When a signal is sent to this unit about an excess of the number of working devices, a signal is sent from its output to turn it off and put one of the adsorbers in reserve. Deactivation is carried out using the regulators 4, 5, 6 and their actuators 7, 8, 9. When a signal is sent about the lack of the number of working devices, the signal to retry from the reserve and turn on one of the devices passes in the same sequence through the same elements control, as in the previous case. Along with the closing or opening of the control valves, the same signal is applied to the function blocks 13, 14, 15 to block or unblock their outputs. Information about switching a particular device also enters the storage device 21, which operates on the principle of the first to enter, the last to exit.

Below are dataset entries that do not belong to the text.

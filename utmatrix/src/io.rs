//! Whitespace-separated token input shared by the `read` operations of [`Sequence`] and
//! [`TriangularMatrix`].
//!
//! [`Sequence`]: crate::Sequence
//! [`TriangularMatrix`]: crate::TriangularMatrix
use std::collections::VecDeque;
use std::io::BufRead;
use std::str::FromStr;

use crate::error::{Error, Result};

/// Lazily splits a reader into whitespace-separated tokens, one line at a time.
pub struct Tokens<R> {
    reader: R,
    pending: VecDeque<String>,
}

impl<R: BufRead> Tokens<R> {
    pub fn new(reader: R) -> Self {
        Self {
            reader,
            pending: VecDeque::new(),
        }
    }

    /// The next token, or `None` once the reader is exhausted.
    pub fn next_token(&mut self) -> Result<Option<String>> {
        while self.pending.is_empty() {
            let mut line = String::new();
            if self.reader.read_line(&mut line)? == 0 {
                return Ok(None);
            }
            self.pending.extend(line.split_whitespace().map(str::to_string));
        }
        Ok(self.pending.pop_front())
    }

    /// Parse exactly `count` values, failing on a malformed token or early end of input.
    pub fn parse_values<T: FromStr>(&mut self, count: usize) -> Result<Vec<T>> {
        let mut values = Vec::with_capacity(count);
        while values.len() < count {
            let token = self.next_token()?.ok_or(Error::UnexpectedEof {
                expected: count,
                read: values.len(),
            })?;
            let value = token.parse().map_err(|_| Error::Parse { token })?;
            values.push(value);
        }
        Ok(values)
    }
}
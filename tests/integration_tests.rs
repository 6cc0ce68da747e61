//! Integration tests for the Flurry API client.
//!
//! These tests verify end-to-end functionality of the configuration system.

use chrono::NaiveDate;
use flurry_api::{
    ApiAccessCode, ApiKey, ConfigError, FlurryClient, FlurryConfig, HostUrl, MetricsError,
    ReportDate,
};
use std::time::Duration;

#[test]
fn test_full_workflow_create_newtypes_build_config_access_fields() {
    // Create validated newtypes
    let access_code = ApiAccessCode::new("test-access-code").unwrap();
    let api_key = ApiKey::new("test-api-key").unwrap();
    let host = HostUrl::new("https://reports.example.com/").unwrap();

    // Build configuration
    let config = FlurryConfig::builder()
        .access_code(access_code)
        .api_key(api_key)
        .api_host(host)
        .max_retries(1)
        .rate_limit_interval(Duration::from_millis(250))
        .user_agent_prefix("TestApp/1.0")
        .build()
        .unwrap();

    // Access fields and verify
    assert_eq!(config.access_code().as_ref(), "test-access-code");
    assert_eq!(config.api_key().as_ref(), "test-api-key");
    assert_eq!(config.api_host().as_ref(), "https://reports.example.com");
    assert_eq!(config.max_retries(), 1);
    assert_eq!(config.rate_limit_interval(), Duration::from_millis(250));
    assert_eq!(config.user_agent_prefix(), Some("TestApp/1.0"));

    let client = FlurryClient::from_config(&config).unwrap();
    assert!(client
        .http_client()
        .default_headers()
        .get("User-Agent")
        .unwrap()
        .starts_with("TestApp/1.0 | Flurry API Library v"));
}

#[test]
fn test_defaults_match_public_api() {
    let config = FlurryConfig::builder()
        .access_code(ApiAccessCode::new("code").unwrap())
        .api_key(ApiKey::new("key").unwrap())
        .build()
        .unwrap();

    assert_eq!(config.max_retries(), 3);
    assert_eq!(config.api_host().as_ref(), "http://api.flurry.com");
    assert_eq!(config.rate_limit_interval(), Duration::from_secs(1));
    assert_eq!(config.user_agent_prefix(), None);
}

#[test]
fn test_missing_credentials_fail_build() {
    let result = FlurryConfig::builder()
        .api_key(ApiKey::new("key").unwrap())
        .build();
    assert!(matches!(
        result,
        Err(ConfigError::MissingRequiredField {
            field: "access_code"
        })
    ));

    let result = FlurryConfig::builder()
        .access_code(ApiAccessCode::new("code").unwrap())
        .build();
    assert!(matches!(
        result,
        Err(ConfigError::MissingRequiredField { field: "api_key" })
    ));
}

#[test]
fn test_empty_credentials_rejected_by_client_constructors() {
    assert!(matches!(
        FlurryClient::new("   ", "key"),
        Err(MetricsError::Config(ConfigError::EmptyAccessCode))
    ));
    assert!(matches!(
        FlurryClient::with_max_retries("code", "", 0),
        Err(MetricsError::Config(ConfigError::EmptyApiKey))
    ));
}

#[test]
fn test_report_dates_from_strings_and_chrono() {
    let from_string = ReportDate::new("2013-05-14").unwrap();
    let from_chrono = ReportDate::from(NaiveDate::from_ymd_opt(2013, 5, 14).unwrap());

    assert_eq!(from_string, from_chrono);
    assert_eq!(from_string.as_ref(), "2013-05-14");

    assert!(matches!(
        ReportDate::new("14/05/2013"),
        Err(ConfigError::InvalidDate { .. })
    ));
    assert!(ReportDate::new("2013-02-30").is_err());
}

#[test]
fn test_api_key_is_masked_in_debug_output() {
    let key = ApiKey::new("super-secret").unwrap();
    assert!(!format!("{key:?}").contains("super-secret"));
}
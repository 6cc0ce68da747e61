//! Response types for the Flurry reporting API.
//!
//! The API signals failure only through the body: an object carrying a
//! `code` field. The HTTP status is kept for logging and never consulted.

use serde_json::Value;

/// The error envelope of a failed call.
#[derive(Clone, Debug, PartialEq, Eq)]
pub struct ProviderErrorBody {
    /// The error code reported by the API.
    pub code: i64,
    /// The error message reported by the API, empty when absent.
    pub message: String,
}

/// A decoded response from the reporting API.
#[derive(Clone, Debug)]
pub struct HttpResponse {
    /// The HTTP status code.
    pub status: u16,
    /// The decoded response body.
    pub body: Value,
}

impl HttpResponse {
    /// Creates a new `HttpResponse`.
    #[must_use]
    pub const fn new(status: u16, body: Value) -> Self {
        Self { status, body }
    }

    /// Returns the error envelope if the body is an object with a `code` field.
    ///
    /// Codes sent as floats or numeric strings are truncated to integers; any
    /// other code is reported as `0` so the failure is still detected.
    #[must_use]
    #[allow(clippy::cast_possible_truncation)]
    pub fn provider_error(&self) -> Option<ProviderErrorBody> {
        let object = self.body.as_object()?;
        let code = object.get("code")?;

        let code = match code {
            Value::Number(n) => n
                .as_i64()
                .or_else(|| n.as_f64().map(|f| f as i64))
                .unwrap_or_default(),
            Value::String(s) => s.trim().parse().unwrap_or_default(),
            _ => 0,
        };
        let message = match object.get("message") {
            Some(Value::String(s)) => s.clone(),
            Some(Value::Null) | None => String::new(),
            Some(other) => other.to_string(),
        };

        Some(ProviderErrorBody { code, message })
    }

    /// Returns `true` if the body does not carry an error envelope.
    #[must_use]
    pub fn is_ok(&self) -> bool {
        self.provider_error().is_none()
    }

    /// Consumes the response, returning the decoded body.
    #[must_use]
    pub fn into_body(self) -> Value {
        self.body
    }
}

This makes it possible to write into it and send back to block 20 information about the adsorber codes in the sequence of increasing the level of the sorption front.

Using the proposed control method makes it possible to reduce the steam consumption for desorption by 5% and reduce the adsorbent costs by 3% due to the reduction of the apparatus operating time in the desorption mode and the more economical use of the adsorbent. The economic effect for the installation of purification of ventilation emissions with a capacity of 2880 thousand m3 / day is 35924.4 rubles.

Claims (1)

The claims A method of controlling simultaneously operating adsorption apparatuses by adjusting the flow rate of the vapor-air mixture into each of them, measuring the temperature front of sorption in each of the adsorbers, determining the speed of its movement, calculating the average value of this parameter for the entire group of devices, and correcting the flow rate of the vapor-air mixture entering each of them , by the deviation of the rate of movement of the temperature front of the sorption of the corresponding adsorber from its average value, including the fact that, with In order to increase economic efficiency under conditions of a variable amount of steam-air mixture, the total flow rate of the steam-air mixture to be cleaned is additionally measured, compared with the average permissible total flow rate, the difference between these flow rates is determined and depending on the sign of the difference obtained and in proportion to its value, the number of working adsorbers is changed, while with a decrease in the total flow rate of the steam-air mixture, the devices with the least us are switched off and put into reserve a saturated adsorbent layer, with an increase in the total flow rate, they are sequentially removed from the reserve and apparatuses with the most saturated adsorbent layer are turned on.